The golden Christ first appeared as an image of the Transfiguration on Mount Tabor, where Jesus’s face shone like the sun and his clothes radiated light. His disciples Peter, John and James were witnesses to this revelation of the Christ, the divine that shone forth in the human Jesus. On the spiritual journey the initial experiences of uniting with the Christ, feeling the light and love of divine life flowing throughout one’s being, signify the inner experience of the Transfiguration as the realization of the divine Self.
This transfiguration through union with Christ is beautifully expressed by Simeon the New Theologian, translated by Stephen Mitchell:
We awaken in Christ’s body as Christ awakens our bodies, and my poor hand is Christ, He enters my foot, and is infinitely me. I move my hand, and wonderfully my hand becomes Christ, becomes all of Him (for God is indivisibly whole, seamless in his Godhead.) I move my foot, and at once He appears like a flash of lightning.
Do my words seem blasphemous? Then open your heart to Him and let yourself receive the one who is opening to you so deeply. For if we genuinely love Him we wake up inside Christ’s body where all our body, all over, every most hidden part of it, is realized in joy as Him, and He makes us, utterly, real, and everything that is hurt, everything that seemed to us dark, shameful, maimed, ugly, irreparably damaged, is in Him transformed and recognized as whole, as lovely, and radiant in His light we awaken as the Beloved in every last part of our body.
The physical body, like the ego, is a transient phenomenon of this earthly existence; the “light body” of the true self – represented by the golden Christ – is the undying essence of who we are – timeless and transcendent being. We “awaken as the Beloved,” transfigured in the radiance of His light, through loving union with Christ. Through this transfiguration our awakened eyes see the infinite eternal being that shines forth from every finite human being.
Andrew Harvey extends this image of radiant light in the inner transfiguration through his expression of Christ’s revelation: “my presence in you will flame out and the whole universe will reveal itself as being on fire with me-in-you.” As we awaken to the indwelling Spirit that transfigures our fragile earthly body into the body of Christ, we also realize our union with the entire cosmos. There is ultimately no separation between inner and outer worlds; the human being and all of creation are one in the radiant body of the Cosmic Christ.
But after this nondual realization, the most arduous part of the spiritual journey is still to come.
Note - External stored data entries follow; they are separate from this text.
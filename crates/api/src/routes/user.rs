//! Route definitions for the `/user` resource.

use axum::routing::get;
use axum::Router;

use crate::handlers::{method_not_allowed, user};
use crate::state::AppState;

/// ```text
/// GET /user  -> current_user (requires session)
/// ```
pub fn router() -> Router<AppState> {
    Router::new().route(
        "/user",
        get(user::current_user).fallback(method_not_allowed),
    )
}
As Harvey says, “the ordeal that follows after the Transfiguration will be the supreme ordeal… now the glory revealed in you in the Transfiguration has to be wedded at every level and in every dimension with the whole of Reality by continuing acts of deepening sacrifice, which culminates in a great death to all human notions of self and identity…” This process of continued surrender becomes the essence of our spiritual journey as the transfiguring union with God becomes stabilized and integrated at every level of our being.
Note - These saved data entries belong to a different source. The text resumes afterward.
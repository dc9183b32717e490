use std::sync::Arc;

use warden_core::clock::Clock;

use crate::auth::identity::IdentityService;
use crate::auth::password::PepperedHasher;
use crate::auth::session::SessionManager;
use crate::config::ServerConfig;

/// Shared application state available to all Axum handlers via `State<AppState>`.
///
/// This is cheaply cloneable (inner data is behind `Arc` or is already `Clone`).
#[derive(Clone)]
pub struct AppState {
    /// Database connection pool.
    pub pool: warden_db::DbPool,
    /// Server configuration, read-only after startup.
    pub config: Arc<ServerConfig>,
    /// Identity create/update workflow and lookups.
    pub identities: IdentityService,
    /// Session issuance, validation, renewal and revocation.
    pub sessions: SessionManager,
    /// Time source shared by every component above.
    pub clock: Arc<dyn Clock>,
}

impl AppState {
    /// Wire the engine components around one pool, one hasher and one clock.
    pub fn new(pool: warden_db::DbPool, config: ServerConfig, clock: Arc<dyn Clock>) -> Self {
        let hasher = Arc::new(PepperedHasher::from_config(&config.auth));
        Self {
            identities: IdentityService::new(pool.clone(), hasher, Arc::clone(&clock)),
            sessions: SessionManager::new(pool.clone(), Arc::clone(&clock)),
            clock,
            pool,
            config: Arc::new(config),
        }
    }
}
The Transfiguration therefore is not just one event, but initiates the ongoing process of self-emptying that leads to the Garden of Gethsemane, the trial by which Jesus confronts the last vestiges of self-will based on his human identity. His agony in the Garden prepares Jesus for the final act of surrender that he displays during the Crucifixion. We follow Jesus into the Garden of Gethsemane in our own deepest trials of pain and suffering, in our struggles to finally let go of our ego desires and need to control, freely and fully surrendering to the darkness of not-knowing. This experience of Gethsemane is also for us the threshold to the Crucifixion.
In the image of the golden Christ we are reminded that the human Jesus that hung on the cross is also the transfigured Christ. His experience of the depths of human suffering completed the process of total self-emptying that led to his death, but the excruciating agony that Jesus suffered on the cross was due to the death of the self that was united to God. Bernadette Roberts describes this most painful surrender that leads to “no self”: “What Christ gave up on the cross was his divine self, his oneness with God as it was known through the same self-conscious mechanism he shared with us all… at his death he returned to his original way of knowing, the indescribable knowing inherent in the Godhead of absolute Oneness…”
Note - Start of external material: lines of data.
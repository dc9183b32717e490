//! Login session model and DTOs.

use serde::Serialize;
use sqlx::FromRow;
use warden_core::types::{DbId, Timestamp};

/// A row from the `sessions` table.
///
/// `token` is the bearer credential; it is returned to the session's owner
/// and must never be logged.
#[derive(Debug, Clone, PartialEq, Eq, Serialize, FromRow)]
pub struct Session {
    pub id: DbId,
    pub token: String,
    pub user_id: DbId,
    pub expires_at: Timestamp,
    pub created_at: Timestamp,
    pub updated_at: Timestamp,
}

/// DTO for inserting a new session.
#[derive(Debug)]
pub struct CreateSession {
    pub user_id: DbId,
    pub token: String,
    pub expires_at: Timestamp,
}
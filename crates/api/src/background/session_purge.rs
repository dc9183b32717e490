//! Periodic physical deletion of expired sessions.
//!
//! Expired rows are already invisible to lookups; this only reclaims space.
//! Runs on a fixed interval using `tokio::time::interval`.

use std::time::Duration;

use tokio_util::sync::CancellationToken;

use crate::auth::session::SessionManager;

/// Run the purge loop until `cancel` is triggered.
pub async fn run(sessions: SessionManager, every: Duration, cancel: CancellationToken) {
    // `interval` panics on a zero period.
    let every = every.max(Duration::from_secs(1));
    tracing::info!(interval_secs = every.as_secs(), "Session purge job started");

    let mut interval = tokio::time::interval(every);

    loop {
        tokio::select! {
            _ = cancel.cancelled() => {
                tracing::info!("Session purge job stopping");
                break;
            }
            _ = interval.tick() => {
                match sessions.purge_expired().await {
                    Ok(deleted) if deleted > 0 => {
                        tracing::info!(deleted, "Session purge: removed expired sessions");
                    }
                    Ok(_) => {
                        tracing::debug!("Session purge: nothing to remove");
                    }
                    Err(e) => {
                        tracing::error!(error = %e, "Session purge: cleanup failed");
                    }
                }
            }
        }
    }
}
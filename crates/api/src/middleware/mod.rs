//! Request extractors for session-authenticated endpoints.
//!
//! - [`auth::SessionToken`] -- Raw token from the `session_id` cookie.
//! - [`auth::CurrentSession`] -- Validated and renewed session.

pub mod auth;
Following the path of Jesus to the Crucifixion also leads to the complete self-emptying: this requires radical trust in God – the divine process that unfolds beyond our conscious will or understanding; radical humility in accepting that our finite human minds can never begin to know the mind of God; radical surrender in accepting whatever comes to us, good or bad, joy or pain; and radical love that holds all suffering within it.
But ultimately to follow Jesus all the way to his death on the cross is the final death of the separate self system – death to not just the ego, but even the true self that is united to Christ yet still perceives as objective observer. As Jesus died on the cross, so we “die” when all the boundaries of self dissolve and we flow into universal Love. This journey beyond the Crucifixion to the Resurrection is the passage beyond the divine self to enter the “Great Flow” that characterizes the existence of “no self” beyond the life of union.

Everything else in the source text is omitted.